Let $\struct {S, \vee, \wedge, \neg}$ be a Boolean algebra, defined as in Definition 1.


Then:

\(\ds \forall a, b, c \in S: \, \) \(\ds \paren {a \wedge b} \wedge c\) \(=\) \(\ds a \wedge \paren {b \wedge c}\)
\(\ds \forall a, b, c \in S: \, \) \(\ds \paren {a \vee b} \vee c\) \(=\) \(\ds a \vee \paren {b \vee c}\)
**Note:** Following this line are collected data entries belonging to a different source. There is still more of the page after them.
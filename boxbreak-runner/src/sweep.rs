//! Parameter sweep — grid enumeration and parallel execution of
//! independent engine runs.

use std::cmp::Ordering;
use std::sync::atomic::{AtomicBool, Ordering as AtomicOrdering};

use rand::rngs::StdRng;
use rand::{Rng, SeedableRng};
use rayon::prelude::*;
use serde::{Deserialize, Serialize};

use boxbreak_core::config::ParameterSet;
use boxbreak_core::domain::BarSeries;

use crate::runner::{run_backtest, BacktestResult, RunError};
use crate::score::{RankingMetric, ScoreWeights};

/// Candidate values per swept dimension.
///
/// An empty dimension keeps the base value; the grid is the cartesian
/// product of the non-empty ones. Combinations are generated lazily by
/// index decomposition, so defining a huge grid costs nothing until it
/// is dispatched.
#[derive(Debug, Clone, Default, PartialEq, Serialize, Deserialize)]
#[serde(default)]
pub struct ParamGrid {
    pub risk_reward_ratios: Vec<f64>,
    pub consolidation_periods: Vec<usize>,
    pub breakout_thresholds: Vec<f64>,
    pub trend_periods: Vec<usize>,
    pub min_breakout_strengths: Vec<f64>,
    pub volume_multipliers: Vec<f64>,
    /// (oversold, overbought) pairs.
    pub rsi_bounds: Vec<(f64, f64)>,
    pub min_touches: Vec<usize>,
    /// (start_hour, end_hour) pairs.
    pub trading_hours: Vec<(u32, u32)>,
    pub confirmation_bars: Vec<usize>,
}

/// Pick the value for one dimension out of a flattened index, consuming
/// that dimension's digits. Empty dimensions are skipped.
fn pick<T: Copy>(values: &[T], index: &mut usize) -> Option<T> {
    if values.is_empty() {
        return None;
    }
    let value = values[*index % values.len()];
    *index /= values.len();
    Some(value)
}

impl ParamGrid {
    /// The reference search ranges for the strategy's tunables.
    pub fn default_ranges() -> Self {
        Self {
            risk_reward_ratios: vec![2.0, 2.5, 3.0],
            consolidation_periods: vec![20, 25, 30],
            breakout_thresholds: vec![0.003, 0.004, 0.005],
            trend_periods: vec![30, 50],
            min_breakout_strengths: vec![0.15, 0.20, 0.25],
            volume_multipliers: vec![1.1, 1.2],
            rsi_bounds: vec![(25.0, 75.0), (30.0, 70.0)],
            min_touches: vec![2, 3],
            trading_hours: vec![(2, 20), (4, 18)],
            confirmation_bars: vec![1, 2],
        }
    }

    /// Total number of combinations.
    pub fn size(&self) -> usize {
        [
            self.risk_reward_ratios.len(),
            self.consolidation_periods.len(),
            self.breakout_thresholds.len(),
            self.trend_periods.len(),
            self.min_breakout_strengths.len(),
            self.volume_multipliers.len(),
            self.rsi_bounds.len(),
            self.min_touches.len(),
            self.trading_hours.len(),
            self.confirmation_bars.len(),
        ]
        .iter()
        .map(|&len| len.max(1))
        .product()
    }

    /// Materialize the combination at `index` (row-major over the
    /// non-empty dimensions) on top of `base`.
    pub fn config_at(&self, base: &ParameterSet, index: usize) -> ParameterSet {
        let mut params = base.clone();
        let mut i = index;
        if let Some(v) = pick(&self.risk_reward_ratios, &mut i) {
            params.risk_reward_ratio = v;
        }
        if let Some(v) = pick(&self.consolidation_periods, &mut i) {
            params.consolidation_periods = v;
        }
        if let Some(v) = pick(&self.breakout_thresholds, &mut i) {
            params.breakout_threshold = v;
        }
        if let Some(v) = pick(&self.trend_periods, &mut i) {
            params.trend_period = v;
        }
        if let Some(v) = pick(&self.min_breakout_strengths, &mut i) {
            params.min_breakout_strength = v;
        }
        if let Some(v) = pick(&self.volume_multipliers, &mut i) {
            params.volume_multiplier = v;
        }
        if let Some((oversold, overbought)) = pick(&self.rsi_bounds, &mut i) {
            params.rsi_oversold = oversold;
            params.rsi_overbought = overbought;
        }
        if let Some(v) = pick(&self.min_touches, &mut i) {
            params.min_touches = v;
        }
        if let Some((start, end)) = pick(&self.trading_hours, &mut i) {
            params.trading_start_hour = start;
            params.trading_end_hour = end;
        }
        if let Some(v) = pick(&self.confirmation_bars, &mut i) {
            params.confirmation_bars = v;
        }
        params
    }

    /// Lazily enumerate every combination. Combinations that fail
    /// validation are skipped.
    pub fn configs<'a>(
        &'a self,
        base: &'a ParameterSet,
    ) -> impl Iterator<Item = ParameterSet> + 'a {
        (0..self.size())
            .map(|index| self.config_at(base, index))
            .filter(|params| params.validate().is_ok())
    }

    /// Draw `n` random combinations (with replacement) for randomized
    /// search over grids too large to exhaust. Deterministic per seed.
    pub fn sample(&self, base: &ParameterSet, n: usize, seed: u64) -> Vec<ParameterSet> {
        let mut rng = StdRng::seed_from_u64(seed);
        let size = self.size();
        (0..n)
            .map(|_| self.config_at(base, rng.gen_range(0..size)))
            .filter(|params| params.validate().is_ok())
            .collect()
    }
}

/// Parameter sweep executor.
///
/// Runs one isolated backtest per combination, in parallel by default.
/// Runs share nothing but the read-only bar series; results are merged
/// only at the ranking step.
pub struct ParamSweep {
    parallel: bool,
    min_trades: usize,
    weights: ScoreWeights,
}

/// Runs with fewer closed trades than this are excluded from ranking.
pub const DEFAULT_MIN_TRADES: usize = 20;

impl Default for ParamSweep {
    fn default() -> Self {
        Self::new()
    }
}

impl ParamSweep {
    pub fn new() -> Self {
        Self {
            parallel: true,
            min_trades: DEFAULT_MIN_TRADES,
            weights: ScoreWeights::default(),
        }
    }

    pub fn with_parallelism(mut self, parallel: bool) -> Self {
        self.parallel = parallel;
        self
    }

    pub fn with_min_trades(mut self, min_trades: usize) -> Self {
        self.min_trades = min_trades;
        self
    }

    pub fn with_weights(mut self, weights: ScoreWeights) -> Self {
        self.weights = weights;
        self
    }

    /// Execute the full grid against one series.
    pub fn sweep(
        &self,
        grid: &ParamGrid,
        base: &ParameterSet,
        series: &BarSeries,
    ) -> Result<SweepResults, RunError> {
        self.run_configs(grid.configs(base).collect(), series, None, |_, _, _| {})
    }

    /// Execute the grid with cooperative cancellation and a progress
    /// callback.
    ///
    /// Setting the flag stops dispatching further combinations;
    /// combinations already running complete normally and their results
    /// are kept.
    pub fn sweep_with_progress<F>(
        &self,
        grid: &ParamGrid,
        base: &ParameterSet,
        series: &BarSeries,
        cancel: Option<&AtomicBool>,
        progress: F,
    ) -> Result<SweepResults, RunError>
    where
        F: Fn(usize, usize, &BacktestResult) + Send + Sync,
    {
        self.run_configs(grid.configs(base).collect(), series, cancel, progress)
    }

    /// Execute an explicit list of configurations (e.g. a random sample).
    pub fn run_configs<F>(
        &self,
        configs: Vec<ParameterSet>,
        series: &BarSeries,
        cancel: Option<&AtomicBool>,
        progress: F,
    ) -> Result<SweepResults, RunError>
    where
        F: Fn(usize, usize, &BacktestResult) + Send + Sync,
    {
        let total = configs.len();
        let run_one = |(index, params): (usize, &ParameterSet)| {
            if cancel.is_some_and(|flag| flag.load(AtomicOrdering::Relaxed)) {
                return Ok(None);
            }
            let result = run_backtest(params, series)?;
            progress(index, total, &result);
            Ok(Some(result))
        };

        let results: Vec<Option<BacktestResult>> = if self.parallel {
            configs
                .par_iter()
                .enumerate()
                .map(run_one)
                .collect::<Result<_, RunError>>()?
        } else {
            configs
                .iter()
                .enumerate()
                .map(run_one)
                .collect::<Result<_, RunError>>()?
        };

        Ok(SweepResults::new(
            results.into_iter().flatten().collect(),
            self.min_trades,
            self.weights,
        ))
    }
}

/// Results from a parameter sweep.
///
/// All completed runs are retained; ranking views exclude runs below
/// the minimum trade count.
#[derive(Debug)]
pub struct SweepResults {
    results: Vec<BacktestResult>,
    min_trades: usize,
    weights: ScoreWeights,
}

impl SweepResults {
    fn new(results: Vec<BacktestResult>, min_trades: usize, weights: ScoreWeights) -> Self {
        Self {
            results,
            min_trades,
            weights,
        }
    }

    pub fn all(&self) -> &[BacktestResult] {
        &self.results
    }

    pub fn len(&self) -> usize {
        self.results.len()
    }

    pub fn is_empty(&self) -> bool {
        self.results.is_empty()
    }

    pub fn get(&self, run_id: &str) -> Option<&BacktestResult> {
        self.results.iter().find(|r| r.run_id == run_id)
    }

    /// Composite score of one result under this sweep's weights.
    pub fn score(&self, result: &BacktestResult) -> f64 {
        self.weights.score(&result.summary)
    }

    /// Eligible results sorted descending by the composite score.
    pub fn ranked(&self) -> Vec<&BacktestResult> {
        self.ranked_by(RankingMetric::Composite)
    }

    /// Eligible results sorted descending by the chosen metric, with its
    /// tie-breakers.
    pub fn ranked_by(&self, metric: RankingMetric) -> Vec<&BacktestResult> {
        let mut eligible: Vec<&BacktestResult> = self
            .results
            .iter()
            .filter(|r| r.summary.total_trades >= self.min_trades)
            .collect();
        eligible.sort_by(|a, b| {
            cmp_key_desc(
                metric.key(&a.summary, &self.weights),
                metric.key(&b.summary, &self.weights),
            )
        });
        eligible
    }

    pub fn top_n(&self, n: usize) -> Vec<&BacktestResult> {
        self.ranked().into_iter().take(n).collect()
    }

    pub fn best(&self) -> Option<&BacktestResult> {
        self.ranked().into_iter().next()
    }
}

fn cmp_key_desc(a: (f64, f64, f64), b: (f64, f64, f64)) -> Ordering {
    b.0.partial_cmp(&a.0)
        .unwrap_or(Ordering::Equal)
        .then(b.1.partial_cmp(&a.1).unwrap_or(Ordering::Equal))
        .then(b.2.partial_cmp(&a.2).unwrap_or(Ordering::Equal))
}
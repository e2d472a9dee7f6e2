//! The bar-by-bar replay loop.
//!
//! Each bar is fully processed before the next: exit check (with the
//! trailing ratchet), then the equity sample, then entry evaluation.
//! Entry evaluation is skipped while a position is open and while the
//! daily cap is reached. A position still open after the last bar is
//! force-closed at the final close.

use std::collections::BTreeMap;

use crate::config::{IntrabarPolicy, ParameterSet};
use crate::detector::ConsolidationDetector;
use crate::domain::{Bar, BarSeries, EquitySample, ExitReason, OpenTrade, Side, TradeRecord};
use crate::filters::{FilterContext, FilterDecision, FilterPipeline};
use crate::signal::detect_breakout;
use crate::stops::compute_stops;

use super::state::RunState;

/// Everything one replay produces, before metric aggregation.
#[derive(Debug)]
pub struct RunReport {
    pub trades: Vec<TradeRecord>,
    pub equity_curve: Vec<EquitySample>,
    pub final_balance: f64,
    /// Total bars processed; equals the equity curve length.
    pub bar_count: usize,
    /// Raw breakout candidates seen, before filtering.
    pub candidate_signals: usize,
    /// Veto count per enabled filter name.
    pub rejections: BTreeMap<String, u64>,
    /// Per-filter verdicts for every candidate, in evaluation order.
    pub decisions: Vec<FilterDecision>,
}

/// Replay the whole series under one parameter set.
///
/// The series and parameters are assumed validated; every outcome of the
/// replay itself is a deterministic state transition, not an error.
pub fn run(series: &BarSeries, params: &ParameterSet) -> RunReport {
    let bars = series.bars();
    let detector =
        ConsolidationDetector::new(params.consolidation_periods, params.breakout_threshold);
    let mut pipeline = FilterPipeline::from_params(params);
    let mut state = RunState::new(params.initial_balance);
    let mut candidate_signals = 0usize;

    for index in 0..bars.len() {
        let bar = &bars[index];

        // Exit check. Ratchet first: the same bar's range both moves the
        // trailing stop and can trigger it.
        if let Some(mut trade) = state.open_trade.take() {
            if params.use_trailing_stop {
                let trail_distance = trade.entry_price * params.trailing_stop_pct / 100.0;
                trade.update_trailing_stop(bar.high, bar.low, trail_distance);
            }
            match check_exit(&trade, bar, params) {
                Some((exit_price, reason)) => {
                    let closed =
                        trade.close(exit_price, bar.time, reason, params.lot_size, state.balance);
                    state.balance = closed.balance_after;
                    state.trades.push(closed);
                }
                None => state.open_trade = Some(trade),
            }
        }

        // Equity sample: after the exit check, before entry evaluation.
        state.equity_curve.push(EquitySample {
            time: bar.time,
            balance: state.balance,
            in_position: state.in_position(),
        });

        if state.in_position() {
            continue;
        }
        if !state.can_trade_on(bar.time.date(), params.max_daily_trades) {
            continue;
        }

        let Some(boxed) = detector.detect(bars, index) else {
            continue;
        };
        if !boxed.is_consolidating {
            continue;
        }
        let Some(signal) = detect_breakout(bars, index, &boxed) else {
            continue;
        };
        candidate_signals += 1;

        let ctx = FilterContext {
            bars,
            index,
            side: signal.side,
            boxed: &boxed,
        };
        if !pipeline.accept(&ctx) {
            continue;
        }

        let levels = compute_stops(bars, index, signal.price, signal.side, boxed.range, params);
        state.open_trade = Some(OpenTrade::new(
            signal.side,
            signal.price,
            bar.time,
            levels.take_profit,
            levels.stop_loss,
            params.use_trailing_stop,
        ));
        state.record_entry(bar.time.date());
    }

    // Force-close a position that outlived the data.
    if let Some(trade) = state.open_trade.take() {
        let last = &bars[bars.len() - 1];
        let closed = trade.close(
            last.close,
            last.time,
            ExitReason::EndOfData,
            params.lot_size,
            state.balance,
        );
        state.balance = closed.balance_after;
        state.trades.push(closed);
    }

    let (rejections, decisions) = pipeline.into_diagnostics();
    RunReport {
        trades: state.trades,
        equity_curve: state.equity_curve,
        final_balance: state.balance,
        bar_count: bars.len(),
        candidate_signals,
        rejections,
        decisions,
    }
}

/// Test the bar against the trade's exit levels. Returns the fill price
/// and reason, or `None` to stay open.
///
/// When the bar's range touches both levels, `intrabar_policy` decides
/// which fill wins. A stop exit reports `TSL` whenever trailing is
/// enabled for the run.
fn check_exit(trade: &OpenTrade, bar: &Bar, params: &ParameterSet) -> Option<(f64, ExitReason)> {
    let tp = trade.take_profit;
    let stop = trade.effective_stop();
    let stop_reason = if params.use_trailing_stop {
        ExitReason::TrailingStop
    } else {
        ExitReason::StopLoss
    };

    let (tp_hit, stop_hit) = match trade.side {
        Side::Buy => (bar.high >= tp, bar.low <= stop),
        Side::Sell => (bar.low <= tp, bar.high >= stop),
    };

    match params.intrabar_policy {
        IntrabarPolicy::TpFirst => {
            if tp_hit {
                Some((tp, ExitReason::TakeProfit))
            } else if stop_hit {
                Some((stop, stop_reason))
            } else {
                None
            }
        }
        IntrabarPolicy::SlFirst => {
            if stop_hit {
                Some((stop, stop_reason))
            } else if tp_hit {
                Some((tp, ExitReason::TakeProfit))
            } else {
                None
            }
        }
    }
}

#[cfg(test)]
mod tests {
    use super::*;
    use chrono::NaiveDate;

    fn bar(high: f64, low: f64, close: f64) -> Bar {
        Bar {
            time: NaiveDate::from_ymd_opt(2024, 1, 2)
                .unwrap()
                .and_hms_opt(10, 0, 0)
                .unwrap(),
            open: close,
            high,
            low,
            close,
            volume: 1000.0,
        }
    }

    fn open_buy() -> OpenTrade {
        OpenTrade::new(
            Side::Buy,
            100.0,
            NaiveDate::from_ymd_opt(2024, 1, 2)
                .unwrap()
                .and_hms_opt(9, 0, 0)
                .unwrap(),
            110.0,
            95.0,
            false,
        )
    }

    #[test]
    fn buy_exit_at_take_profit() {
        let params = ParameterSet::unfiltered();
        let exit = check_exit(&open_buy(), &bar(111.0, 105.0, 108.0), &params);
        assert_eq!(exit, Some((110.0, ExitReason::TakeProfit)));
    }

    #[test]
    fn buy_exit_at_stop_loss() {
        let params = ParameterSet::unfiltered();
        let exit = check_exit(&open_buy(), &bar(101.0, 94.0, 96.0), &params);
        assert_eq!(exit, Some((95.0, ExitReason::StopLoss)));
    }

    #[test]
    fn no_exit_inside_levels() {
        let params = ParameterSet::unfiltered();
        assert_eq!(check_exit(&open_buy(), &bar(105.0, 98.0, 102.0), &params), None);
    }

    #[test]
    fn tp_wins_ambiguous_bar_by_default() {
        // Range touches both levels: the optimistic policy fills the target.
        let params = ParameterSet::unfiltered();
        let exit = check_exit(&open_buy(), &bar(112.0, 94.0, 100.0), &params);
        assert_eq!(exit, Some((110.0, ExitReason::TakeProfit)));
    }

    #[test]
    fn sl_first_policy_flips_ambiguous_bar() {
        let params = ParameterSet {
            intrabar_policy: IntrabarPolicy::SlFirst,
            ..ParameterSet::unfiltered()
        };
        let exit = check_exit(&open_buy(), &bar(112.0, 94.0, 100.0), &params);
        assert_eq!(exit, Some((95.0, ExitReason::StopLoss)));
    }

    #[test]
    fn trailing_run_reports_tsl() {
        let params = ParameterSet {
            use_trailing_stop: true,
            ..ParameterSet::unfiltered()
        };
        let trade = OpenTrade::new(
            Side::Buy,
            100.0,
            NaiveDate::from_ymd_opt(2024, 1, 2)
                .unwrap()
                .and_hms_opt(9, 0, 0)
                .unwrap(),
            110.0,
            95.0,
            true,
        );
        let exit = check_exit(&trade, &bar(101.0, 94.0, 96.0), &params);
        assert_eq!(exit, Some((95.0, ExitReason::TrailingStop)));
    }
}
That is, both $\vee$ and $\wedge$ are associative operations.


Proof

Let $a, b, c \in S$.

Let:

$x = a \wedge \paren {b \wedge c}$
$y = \paren {a \wedge b} \wedge c$

Then:

\(\ds a \vee x\) \(=\) \(\ds a \vee \paren {a \wedge \paren {b \wedge c} }\)
\(\ds \) \(=\) \(\ds \paren {a \vee a} \wedge \paren {a \vee \paren {b \wedge c} }\) Boolean Algebra: Axiom $(\text {BA}_1 2)$: both $\vee$ and $\wedge$ distribute over the other
\(\ds \) \(=\) \(\ds a \wedge \paren {a \vee \paren {b \wedge c} }\) Operations of Boolean Algebra are Idempotent
\(\ds \) \(=\) \(\ds a\) Absorption Laws (Boolean Algebras)


Similarly:

\(\ds a \vee y\) \(=\) \(\ds a \vee \paren {\paren {a \wedge b} \wedge c}\)
\(\ds \) \(=\) \(\ds \paren {a \vee \paren {a \wedge b} } \wedge \paren {a \vee c}\) Boolean Algebra: Axiom $(\text {BA}_1 2)$: both $\vee$ and $\wedge$ distribute over the other
\(\ds \) \(=\) \(\ds a \wedge \paren {a \vee c}\) Absorption Laws (Boolean Algebras)
\(\ds \) \(=\) \(\ds a\) Absorption Laws (Boolean Algebras)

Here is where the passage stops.